My daughter had her surgery, performed by Dr. Seckin, about two and one-half weeks ago. The night of her surgery she was cleared to eat solid foods – including McNuggets. She was up walking the next day (a little), and walked for four hours the second day after surgery (very slowly, only going 1.8 miles). I could see the success of the surgery the morning after, as it was the biggest and brightest I have seen my daughter’s eyes in five plus years. She could feel the difference; there was some pain from the surgery, but it was totally different than the pain she had felt after the previous three surgeries. In the ten months since her third surgery, she had lost 40 pounds from the incessant nausea and vomiting from acid reflux. She had issues with both constipation and diarrhea. Since her surgery with Dr. Seckin, she has had no dietary restrictions and experienced no issues either with her bowels nor stomach. Her overall presence has dramatically changed, going from a moody, melancholy, somewhat distant person back to the funny, engaging, happy daughter I had so long ago lost. Dr. Seckin, thank you. From the bottom of my heart, thank you. What you do needs to be studied, to be a model for other professionals who sincerely want to help their patients with Endometriosis.

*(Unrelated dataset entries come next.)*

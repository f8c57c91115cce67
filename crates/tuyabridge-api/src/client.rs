// Signed HTTP client for the Tuya OpenAPI.
//
// Every call goes through `request`, which renews the token when needed,
// signs the request and decodes the `{ success, result, ... }` envelope.
// `success: false` is returned to the caller, never raised here.

use indexmap::IndexMap;
use reqwest::Method;
use reqwest::header::{CONTENT_TYPE, HeaderMap, HeaderValue};
use secrecy::ExposeSecret;
use serde_json::{Value, json};
use tracing::{debug, info, warn};
use url::Url;

use crate::auth::{Credentials, ProjectType};
use crate::error::Error;
use crate::models::{ApiResponse, TokenGrant};
use crate::session::{AuthState, SessionManager, hash_password};
use crate::sign::Signer;
use crate::transport::TransportConfig;

const DEV_LANG: &str = "rust";
const DEV_CHANNEL: &str = "tuyabridge";
const DEV_VERSION: &str = env!("CARGO_PKG_VERSION");

/// Query parameters, signed and sent in insertion order.
pub type Query = IndexMap<String, String>;

/// Build a [`Query`] from string pairs.
pub fn query<K, V>(pairs: impl IntoIterator<Item = (K, V)>) -> Query
where
    K: Into<String>,
    V: Into<String>,
{
    pairs
        .into_iter()
        .map(|(k, v)| (k.into(), v.into()))
        .collect()
}

fn now_ms() -> i64 {
    chrono::Utc::now().timestamp_millis()
}

/// Async client for the Tuya OpenAPI.
///
/// Owns exactly one [`SessionManager`]. Share it behind an `Arc`.
pub struct CloudClient {
    http: reqwest::Client,
    signer: Signer,
    session: SessionManager,
    credentials: Credentials,
    lang: String,
}

impl CloudClient {
    // ── Constructors ─────────────────────────────────────────────────

    /// Build a client against `endpoint` using the given transport settings.
    pub fn new(
        credentials: Credentials,
        project: ProjectType,
        endpoint: Url,
        lang: impl Into<String>,
        transport: &TransportConfig,
    ) -> Result<Self, Error> {
        let http = transport.build_client()?;
        Ok(Self::from_reqwest(credentials, project, endpoint, lang, http))
    }

    /// Wrap an existing `reqwest::Client`.
    pub fn from_reqwest(
        credentials: Credentials,
        project: ProjectType,
        endpoint: Url,
        lang: impl Into<String>,
        http: reqwest::Client,
    ) -> Self {
        let signer = Signer::new(
            credentials.access_id.clone(),
            credentials.access_key.clone(),
        );
        Self {
            http,
            signer,
            session: SessionManager::new(project, endpoint),
            credentials,
            lang: lang.into(),
        }
    }

    pub fn session(&self) -> &SessionManager {
        &self.session
    }

    pub fn project(&self) -> ProjectType {
        self.session.project()
    }

    pub fn credentials(&self) -> &Credentials {
        &self.credentials
    }

    // ── Authentication ───────────────────────────────────────────────

    /// Log in with the configured account and store the token set.
    ///
    /// On failure the session is left as it was and
    /// [`Error::Authentication`] is returned.
    pub async fn login(&self) -> Result<(), Error> {
        let _guard = self.session.lock_refresh().await;
        self.login_locked().await
    }

    /// Renew the token if a request to `path` needs it.
    ///
    /// Concurrent callers that observe the same expiry trigger a single
    /// renewal: the freshness check is repeated under the refresh lock.
    pub async fn ensure_fresh(&self, path: &str) -> Result<(), Error> {
        if !self.session.needs_refresh(path, now_ms()) {
            return Ok(());
        }

        let _guard = self.session.lock_refresh().await;
        if !self.session.needs_refresh(path, now_ms()) {
            return Ok(());
        }

        self.session.invalidate_access_token();
        let refresh_token = self.session.current().refresh_token.clone();
        match self.project() {
            ProjectType::Custom if !refresh_token.is_empty() => {
                self.refresh_locked(&refresh_token).await
            }
            _ => self.login_locked().await,
        }
    }

    async fn login_locked(&self) -> Result<(), Error> {
        let project = self.project();
        self.session.set_state(AuthState::Authenticating);
        info!(?project, username = %self.credentials.username, "logging in");

        let password = hash_password(project, self.credentials.password.expose_secret());
        let body = match project {
            ProjectType::Custom => json!({
                "username": self.credentials.username,
                "password": password,
            }),
            ProjectType::SmartHome => json!({
                "country_code": self.credentials.country_code,
                "username": self.credentials.username,
                "password": password,
                "schema": self.credentials.app_schema,
            }),
        };

        let result = async {
            let grant: TokenGrant = self
                .send_signed(Method::POST, project.login_path(), None, Some(&body))
                .await?
                .ensure_success()?
                .result_as()?;
            self.session.apply_login(&grant, now_ms())
        }
        .await;

        result.map_err(|e| {
            self.session.set_state(AuthState::Failed);
            warn!(error = %e, "login failed");
            auth_error(e)
        })
    }

    async fn refresh_locked(&self, refresh_token: &str) -> Result<(), Error> {
        self.session.set_state(AuthState::Refreshing);
        debug!("refreshing access token");

        let result = async {
            let path = format!("/v1.0/token/{refresh_token}");
            let grant: TokenGrant = self
                .send_signed(Method::GET, &path, None, None)
                .await?
                .ensure_success()?
                .result_as()?;
            self.session.apply_refresh(&grant, now_ms());
            Ok::<_, Error>(())
        }
        .await;

        result.map_err(|e| {
            self.session.set_state(AuthState::Failed);
            warn!(error = %e, "token refresh failed");
            auth_error(e)
        })
    }

    // ── Requests ─────────────────────────────────────────────────────

    /// Issue a signed request and return the decoded envelope.
    ///
    /// Non-2xx statuses become [`Error::Http`]; a `success: false` body is
    /// returned as-is.
    pub async fn request(
        &self,
        method: Method,
        path: &str,
        query: Option<&Query>,
        body: Option<&Value>,
    ) -> Result<ApiResponse, Error> {
        self.ensure_fresh(path).await?;
        self.send_signed(method, path, query, body).await
    }

    /// Sign and send without touching the token. Used by login and
    /// refresh themselves.
    async fn send_signed(
        &self,
        method: Method,
        path: &str,
        query: Option<&Query>,
        body: Option<&Value>,
    ) -> Result<ApiResponse, Error> {
        let session = self.session.current();
        let body = body.map(serde_json::to_string).transpose().map_err(|e| {
            Error::Deserialization {
                message: format!("failed to encode request body: {e}"),
                body: String::new(),
            }
        })?;
        let timestamp = now_ms();
        let signature = self.signer.sign(
            method.as_str(),
            path,
            query,
            body.as_deref(),
            &session.access_token,
            timestamp,
        );

        let url = session.endpoint.join(path)?;
        debug!(%method, path, "cloud request");

        let mut headers = HeaderMap::new();
        headers.insert("t", header_value(&timestamp.to_string())?);
        headers.insert("client_id", header_value(self.signer.access_id())?);
        headers.insert("nonce", header_value(self.signer.nonce())?);
        headers.insert("signature-headers", HeaderValue::from_static("client_id"));
        headers.insert("sign", header_value(&signature.sign)?);
        headers.insert("sign_method", HeaderValue::from_static("HMAC-SHA256"));
        let mut token = header_value(&session.access_token)?;
        token.set_sensitive(true);
        headers.insert("access_token", token);
        headers.insert("lang", header_value(&self.lang)?);
        headers.insert("dev_lang", HeaderValue::from_static(DEV_LANG));
        headers.insert("dev_channel", HeaderValue::from_static(DEV_CHANNEL));
        headers.insert("devversion", HeaderValue::from_static(DEV_VERSION));

        let mut builder = self.http.request(method, url).headers(headers);
        if let Some(q) = query {
            builder = builder.query(&q.iter().collect::<Vec<_>>());
        }
        if let Some(body) = body {
            builder = builder
                .header(CONTENT_TYPE, "application/json")
                .body(body);
        }

        let resp = builder.send().await?;
        handle_response(resp).await
    }

    pub async fn get(&self, path: &str, query: Option<&Query>) -> Result<ApiResponse, Error> {
        self.request(Method::GET, path, query, None).await
    }

    pub async fn post(&self, path: &str, body: Option<&Value>) -> Result<ApiResponse, Error> {
        self.request(Method::POST, path, None, body).await
    }

    pub async fn delete(&self, path: &str) -> Result<ApiResponse, Error> {
        self.request(Method::DELETE, path, None, None).await
    }
}

// ── Response handling ────────────────────────────────────────────────

async fn handle_response(resp: reqwest::Response) -> Result<ApiResponse, Error> {
    let status = resp.status();
    let body = resp.text().await?;
    if !status.is_success() {
        return Err(Error::Http {
            status: status.as_u16(),
            body,
        });
    }

    serde_json::from_str(&body).map_err(|e| {
        let preview: String = body.chars().take(200).collect();
        Error::Deserialization {
            message: format!("{e} (body preview: {preview:?})"),
            body,
        }
    })
}

fn header_value(value: &str) -> Result<HeaderValue, Error> {
    HeaderValue::from_str(value).map_err(|e| Error::Authentication {
        message: format!("invalid header value: {e}"),
    })
}

fn auth_error(e: Error) -> Error {
    match e {
        Error::Authentication { .. } => e,
        other => Error::Authentication {
            message: other.to_string(),
        },
    }
}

There needs to be a dialog among medical professionals, especially OB/GYNs, about better recognition and treatment options. The warning signs that many women with Endometriosis share may include longer than normal periods, migraines (in the early stages of Endo) and severe menstrual cramping; I add to this list a possible sign, as was in our case, cutting or self-injury; consider these symptoms as you diagnose your patients and perhaps Endometriosis can be addressed much earlier, sparing patients years of unnecessary suffering and relieving insurers from the expense of repetitive tests and surgeries. As I became more enlightened about the disease, I began talking about my daughter’s experiences and was utterly shocked at the number of women who have Endometriosis or know someone who has it and have given up, resigned to their truth that no doctor could help them. The medical community needs to pay attention and hear the pleas of those who have so long been suffering – current accepted treatment options do little to actually help those with Endometriosis, often leaving endometrial tissue behind along with more scar tissue which only adds to the pain, leading to more surgeries; listen to a new voice and follow a better, less destructive path.
While there is no outright cure, there is a proven technique which can significantly reduce the patient’s level of pain and improve her overall chance at living a normal life, with an eye towards preserving the opportunity for motherhood. Dr. Seckin is a world-renowned expert in treating advanced, deeply infiltrating Endometriosis with multiple organ involvement. He cares deeply for the women he treats and has dedicated his life to finding better treatment options for the millions of women who are not heard. He also teaches other doctors successful endometriosis operation techniques. He has made numerous contributions to the Endometriosis Foundation of America Advocacy & Educational Programs as well as given many lectures, including presentations and videos. He is a resource that should be better utilized.